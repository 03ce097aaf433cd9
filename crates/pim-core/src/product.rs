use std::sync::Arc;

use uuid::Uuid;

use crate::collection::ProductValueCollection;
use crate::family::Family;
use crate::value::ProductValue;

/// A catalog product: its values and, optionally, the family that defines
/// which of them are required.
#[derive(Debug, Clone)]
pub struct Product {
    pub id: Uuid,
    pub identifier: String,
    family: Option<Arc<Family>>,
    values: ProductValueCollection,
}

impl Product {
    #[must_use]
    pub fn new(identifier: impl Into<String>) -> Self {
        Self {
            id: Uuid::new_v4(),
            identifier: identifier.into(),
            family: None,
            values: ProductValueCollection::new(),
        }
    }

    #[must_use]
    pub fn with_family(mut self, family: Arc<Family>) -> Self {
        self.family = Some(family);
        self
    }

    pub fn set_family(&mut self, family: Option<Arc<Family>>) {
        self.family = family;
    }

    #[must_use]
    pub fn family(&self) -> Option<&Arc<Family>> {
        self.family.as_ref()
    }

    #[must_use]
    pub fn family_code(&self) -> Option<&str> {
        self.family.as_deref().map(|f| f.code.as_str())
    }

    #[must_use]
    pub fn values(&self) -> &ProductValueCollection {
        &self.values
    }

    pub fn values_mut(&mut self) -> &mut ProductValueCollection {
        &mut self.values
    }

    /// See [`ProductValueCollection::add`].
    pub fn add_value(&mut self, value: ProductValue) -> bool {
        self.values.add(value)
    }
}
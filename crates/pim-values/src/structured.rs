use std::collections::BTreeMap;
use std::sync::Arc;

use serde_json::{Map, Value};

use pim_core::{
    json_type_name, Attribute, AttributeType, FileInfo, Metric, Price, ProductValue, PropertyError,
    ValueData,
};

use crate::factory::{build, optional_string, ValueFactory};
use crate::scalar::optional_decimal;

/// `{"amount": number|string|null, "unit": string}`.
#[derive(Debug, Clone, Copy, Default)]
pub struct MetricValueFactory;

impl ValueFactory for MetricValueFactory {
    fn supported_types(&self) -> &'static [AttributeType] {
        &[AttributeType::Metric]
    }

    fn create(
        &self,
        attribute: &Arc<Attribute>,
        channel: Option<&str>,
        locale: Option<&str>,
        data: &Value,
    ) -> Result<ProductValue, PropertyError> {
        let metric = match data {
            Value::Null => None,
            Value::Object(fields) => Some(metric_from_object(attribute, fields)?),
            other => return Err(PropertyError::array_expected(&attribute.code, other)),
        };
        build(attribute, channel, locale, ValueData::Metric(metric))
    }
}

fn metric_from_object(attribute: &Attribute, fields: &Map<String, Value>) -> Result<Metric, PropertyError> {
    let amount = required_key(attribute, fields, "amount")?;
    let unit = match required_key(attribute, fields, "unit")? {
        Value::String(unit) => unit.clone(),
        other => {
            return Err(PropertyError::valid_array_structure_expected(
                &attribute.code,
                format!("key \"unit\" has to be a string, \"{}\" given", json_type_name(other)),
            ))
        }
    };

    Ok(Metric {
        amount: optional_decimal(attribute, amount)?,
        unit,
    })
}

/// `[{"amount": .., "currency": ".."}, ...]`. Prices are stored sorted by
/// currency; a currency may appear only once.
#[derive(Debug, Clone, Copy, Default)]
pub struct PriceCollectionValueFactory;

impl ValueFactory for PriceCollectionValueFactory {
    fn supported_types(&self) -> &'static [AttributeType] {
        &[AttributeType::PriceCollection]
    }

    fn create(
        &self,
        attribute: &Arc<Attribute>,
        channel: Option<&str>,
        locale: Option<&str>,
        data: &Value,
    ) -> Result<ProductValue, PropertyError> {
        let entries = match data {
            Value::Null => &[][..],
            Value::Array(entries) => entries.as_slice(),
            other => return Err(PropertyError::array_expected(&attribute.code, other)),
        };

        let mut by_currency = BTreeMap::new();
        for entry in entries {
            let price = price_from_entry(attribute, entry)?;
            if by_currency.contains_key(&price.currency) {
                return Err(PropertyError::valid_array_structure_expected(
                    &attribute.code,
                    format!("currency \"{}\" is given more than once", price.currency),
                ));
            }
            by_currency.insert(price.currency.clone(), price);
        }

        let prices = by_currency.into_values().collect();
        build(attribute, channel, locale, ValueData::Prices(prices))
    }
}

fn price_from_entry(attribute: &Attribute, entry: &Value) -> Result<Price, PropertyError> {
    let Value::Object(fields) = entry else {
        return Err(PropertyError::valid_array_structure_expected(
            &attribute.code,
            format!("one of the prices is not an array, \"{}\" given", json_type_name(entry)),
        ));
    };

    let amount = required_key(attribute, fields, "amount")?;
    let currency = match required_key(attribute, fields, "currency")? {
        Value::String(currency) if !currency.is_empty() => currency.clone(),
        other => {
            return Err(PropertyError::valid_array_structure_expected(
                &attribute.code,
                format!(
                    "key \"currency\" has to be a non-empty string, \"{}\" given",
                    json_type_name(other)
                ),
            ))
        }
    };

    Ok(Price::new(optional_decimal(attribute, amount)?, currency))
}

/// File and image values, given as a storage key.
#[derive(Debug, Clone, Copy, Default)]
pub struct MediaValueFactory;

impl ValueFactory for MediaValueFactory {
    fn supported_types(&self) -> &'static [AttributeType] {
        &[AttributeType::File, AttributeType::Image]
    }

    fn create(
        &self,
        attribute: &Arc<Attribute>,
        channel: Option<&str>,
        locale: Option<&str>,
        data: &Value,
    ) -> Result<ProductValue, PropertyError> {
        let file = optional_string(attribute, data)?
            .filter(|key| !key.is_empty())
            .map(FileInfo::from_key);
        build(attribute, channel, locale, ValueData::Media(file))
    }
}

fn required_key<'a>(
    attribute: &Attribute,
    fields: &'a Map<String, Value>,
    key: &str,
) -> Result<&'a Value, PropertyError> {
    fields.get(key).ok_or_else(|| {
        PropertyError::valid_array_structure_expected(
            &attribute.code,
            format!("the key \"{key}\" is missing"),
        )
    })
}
==
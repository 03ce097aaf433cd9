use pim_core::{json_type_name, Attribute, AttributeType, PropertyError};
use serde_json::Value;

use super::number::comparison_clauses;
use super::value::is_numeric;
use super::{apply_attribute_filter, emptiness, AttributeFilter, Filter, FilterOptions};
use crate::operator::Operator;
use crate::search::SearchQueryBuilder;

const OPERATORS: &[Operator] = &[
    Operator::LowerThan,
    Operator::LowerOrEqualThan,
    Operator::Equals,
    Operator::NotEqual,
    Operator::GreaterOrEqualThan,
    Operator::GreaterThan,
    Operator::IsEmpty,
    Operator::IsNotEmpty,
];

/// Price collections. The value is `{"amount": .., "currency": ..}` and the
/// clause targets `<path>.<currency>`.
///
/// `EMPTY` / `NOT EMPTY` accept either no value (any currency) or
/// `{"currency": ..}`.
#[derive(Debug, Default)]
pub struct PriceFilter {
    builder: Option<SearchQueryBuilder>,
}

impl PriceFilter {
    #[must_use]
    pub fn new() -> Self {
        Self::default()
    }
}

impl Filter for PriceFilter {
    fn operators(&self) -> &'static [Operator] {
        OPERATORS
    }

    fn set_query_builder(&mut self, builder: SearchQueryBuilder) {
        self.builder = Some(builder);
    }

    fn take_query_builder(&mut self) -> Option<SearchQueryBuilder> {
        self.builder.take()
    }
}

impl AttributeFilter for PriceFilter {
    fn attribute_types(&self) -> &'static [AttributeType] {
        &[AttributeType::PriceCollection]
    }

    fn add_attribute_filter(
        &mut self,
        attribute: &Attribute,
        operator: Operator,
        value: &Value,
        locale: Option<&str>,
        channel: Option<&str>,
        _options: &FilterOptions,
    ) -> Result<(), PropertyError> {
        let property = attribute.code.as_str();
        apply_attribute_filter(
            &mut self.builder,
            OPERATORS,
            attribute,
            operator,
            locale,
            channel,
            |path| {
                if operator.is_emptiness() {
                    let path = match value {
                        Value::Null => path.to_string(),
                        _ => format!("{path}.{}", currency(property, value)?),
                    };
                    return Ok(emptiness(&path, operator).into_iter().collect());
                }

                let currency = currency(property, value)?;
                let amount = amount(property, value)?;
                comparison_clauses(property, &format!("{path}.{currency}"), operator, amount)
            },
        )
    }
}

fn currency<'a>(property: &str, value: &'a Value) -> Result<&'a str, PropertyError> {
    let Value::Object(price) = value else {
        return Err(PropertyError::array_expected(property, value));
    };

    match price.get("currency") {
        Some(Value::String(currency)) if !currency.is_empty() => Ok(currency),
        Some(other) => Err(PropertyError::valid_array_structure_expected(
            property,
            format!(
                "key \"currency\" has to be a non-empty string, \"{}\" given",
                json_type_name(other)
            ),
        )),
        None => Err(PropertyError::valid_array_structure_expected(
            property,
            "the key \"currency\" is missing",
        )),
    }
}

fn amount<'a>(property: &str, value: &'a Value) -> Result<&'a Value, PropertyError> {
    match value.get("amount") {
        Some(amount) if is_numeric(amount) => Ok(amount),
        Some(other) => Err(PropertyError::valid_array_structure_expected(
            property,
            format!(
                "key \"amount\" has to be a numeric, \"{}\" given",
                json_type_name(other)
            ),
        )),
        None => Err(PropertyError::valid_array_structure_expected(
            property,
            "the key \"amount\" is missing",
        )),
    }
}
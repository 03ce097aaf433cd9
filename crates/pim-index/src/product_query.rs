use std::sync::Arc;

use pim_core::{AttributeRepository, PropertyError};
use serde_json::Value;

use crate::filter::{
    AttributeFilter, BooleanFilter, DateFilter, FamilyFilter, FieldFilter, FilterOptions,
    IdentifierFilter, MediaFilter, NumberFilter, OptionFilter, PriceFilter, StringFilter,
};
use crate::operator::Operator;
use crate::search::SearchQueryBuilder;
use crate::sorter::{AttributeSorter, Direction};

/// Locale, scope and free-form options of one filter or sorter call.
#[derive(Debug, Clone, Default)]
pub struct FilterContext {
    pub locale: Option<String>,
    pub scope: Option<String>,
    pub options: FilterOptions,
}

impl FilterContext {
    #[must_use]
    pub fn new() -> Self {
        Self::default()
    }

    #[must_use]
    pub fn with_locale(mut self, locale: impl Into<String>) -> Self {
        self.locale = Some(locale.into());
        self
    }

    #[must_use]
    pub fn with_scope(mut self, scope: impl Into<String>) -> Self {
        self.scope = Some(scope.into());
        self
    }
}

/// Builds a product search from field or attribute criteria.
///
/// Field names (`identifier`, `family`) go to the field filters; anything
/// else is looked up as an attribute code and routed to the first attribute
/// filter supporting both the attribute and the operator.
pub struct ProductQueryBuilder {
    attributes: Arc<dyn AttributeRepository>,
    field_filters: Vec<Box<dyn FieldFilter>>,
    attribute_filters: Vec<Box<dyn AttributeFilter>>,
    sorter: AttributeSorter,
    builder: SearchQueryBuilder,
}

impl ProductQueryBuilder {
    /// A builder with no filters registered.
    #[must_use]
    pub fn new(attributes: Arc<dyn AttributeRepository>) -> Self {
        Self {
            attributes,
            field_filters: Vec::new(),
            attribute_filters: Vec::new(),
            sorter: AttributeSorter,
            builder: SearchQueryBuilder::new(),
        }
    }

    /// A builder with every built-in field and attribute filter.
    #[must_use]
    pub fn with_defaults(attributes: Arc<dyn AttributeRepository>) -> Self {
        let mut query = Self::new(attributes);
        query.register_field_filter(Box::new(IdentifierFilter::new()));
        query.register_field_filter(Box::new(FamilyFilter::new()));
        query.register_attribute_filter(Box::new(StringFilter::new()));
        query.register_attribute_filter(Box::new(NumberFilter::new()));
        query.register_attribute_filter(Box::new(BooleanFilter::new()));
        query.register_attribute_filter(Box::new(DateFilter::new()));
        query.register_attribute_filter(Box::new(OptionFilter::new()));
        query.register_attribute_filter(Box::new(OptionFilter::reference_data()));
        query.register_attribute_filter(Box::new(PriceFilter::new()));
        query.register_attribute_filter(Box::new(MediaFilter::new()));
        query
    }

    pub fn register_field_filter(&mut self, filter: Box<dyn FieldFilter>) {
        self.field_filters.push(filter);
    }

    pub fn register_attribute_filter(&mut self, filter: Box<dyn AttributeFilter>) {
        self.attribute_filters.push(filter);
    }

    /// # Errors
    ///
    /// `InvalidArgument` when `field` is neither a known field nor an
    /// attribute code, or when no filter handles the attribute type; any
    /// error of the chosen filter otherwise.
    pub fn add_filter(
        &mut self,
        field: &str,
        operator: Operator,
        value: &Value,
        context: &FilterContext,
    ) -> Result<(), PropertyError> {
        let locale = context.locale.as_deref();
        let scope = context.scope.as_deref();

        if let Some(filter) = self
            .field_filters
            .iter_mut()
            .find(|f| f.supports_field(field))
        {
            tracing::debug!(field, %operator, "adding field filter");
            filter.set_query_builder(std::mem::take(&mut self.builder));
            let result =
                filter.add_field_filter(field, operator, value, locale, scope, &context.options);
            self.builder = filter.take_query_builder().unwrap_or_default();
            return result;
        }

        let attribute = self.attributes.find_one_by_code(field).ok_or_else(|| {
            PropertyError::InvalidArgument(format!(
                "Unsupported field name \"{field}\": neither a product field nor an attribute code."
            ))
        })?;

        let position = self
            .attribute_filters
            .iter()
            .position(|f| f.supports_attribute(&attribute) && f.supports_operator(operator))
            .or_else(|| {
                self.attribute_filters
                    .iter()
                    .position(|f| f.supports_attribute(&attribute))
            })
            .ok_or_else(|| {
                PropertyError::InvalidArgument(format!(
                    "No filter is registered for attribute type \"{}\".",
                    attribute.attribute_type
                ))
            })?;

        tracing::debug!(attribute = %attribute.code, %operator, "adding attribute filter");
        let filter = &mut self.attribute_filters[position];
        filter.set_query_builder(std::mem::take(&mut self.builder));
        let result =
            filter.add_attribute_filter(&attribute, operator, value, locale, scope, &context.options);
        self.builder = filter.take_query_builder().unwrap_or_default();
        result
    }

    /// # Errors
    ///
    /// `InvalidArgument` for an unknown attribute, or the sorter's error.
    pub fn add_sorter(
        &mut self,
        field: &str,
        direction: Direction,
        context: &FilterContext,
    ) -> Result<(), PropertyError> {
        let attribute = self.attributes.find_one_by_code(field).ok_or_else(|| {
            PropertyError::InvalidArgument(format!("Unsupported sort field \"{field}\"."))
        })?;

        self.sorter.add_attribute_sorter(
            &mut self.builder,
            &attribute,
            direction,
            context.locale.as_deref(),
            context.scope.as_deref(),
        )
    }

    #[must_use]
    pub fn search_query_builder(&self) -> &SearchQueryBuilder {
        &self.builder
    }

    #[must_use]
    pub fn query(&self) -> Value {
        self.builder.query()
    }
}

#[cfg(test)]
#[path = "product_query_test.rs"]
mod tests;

◆ **What this task involves**
Copy every line that includes the string "BooleanFilter" from the material above.

◆ **Solution for this exercise**
    AttributeFilter, BooleanFilter, DateFilter, FamilyFilter, FieldFilter, FilterOptions,
        query.register_attribute_filter(Box::new(BooleanFilter::new()));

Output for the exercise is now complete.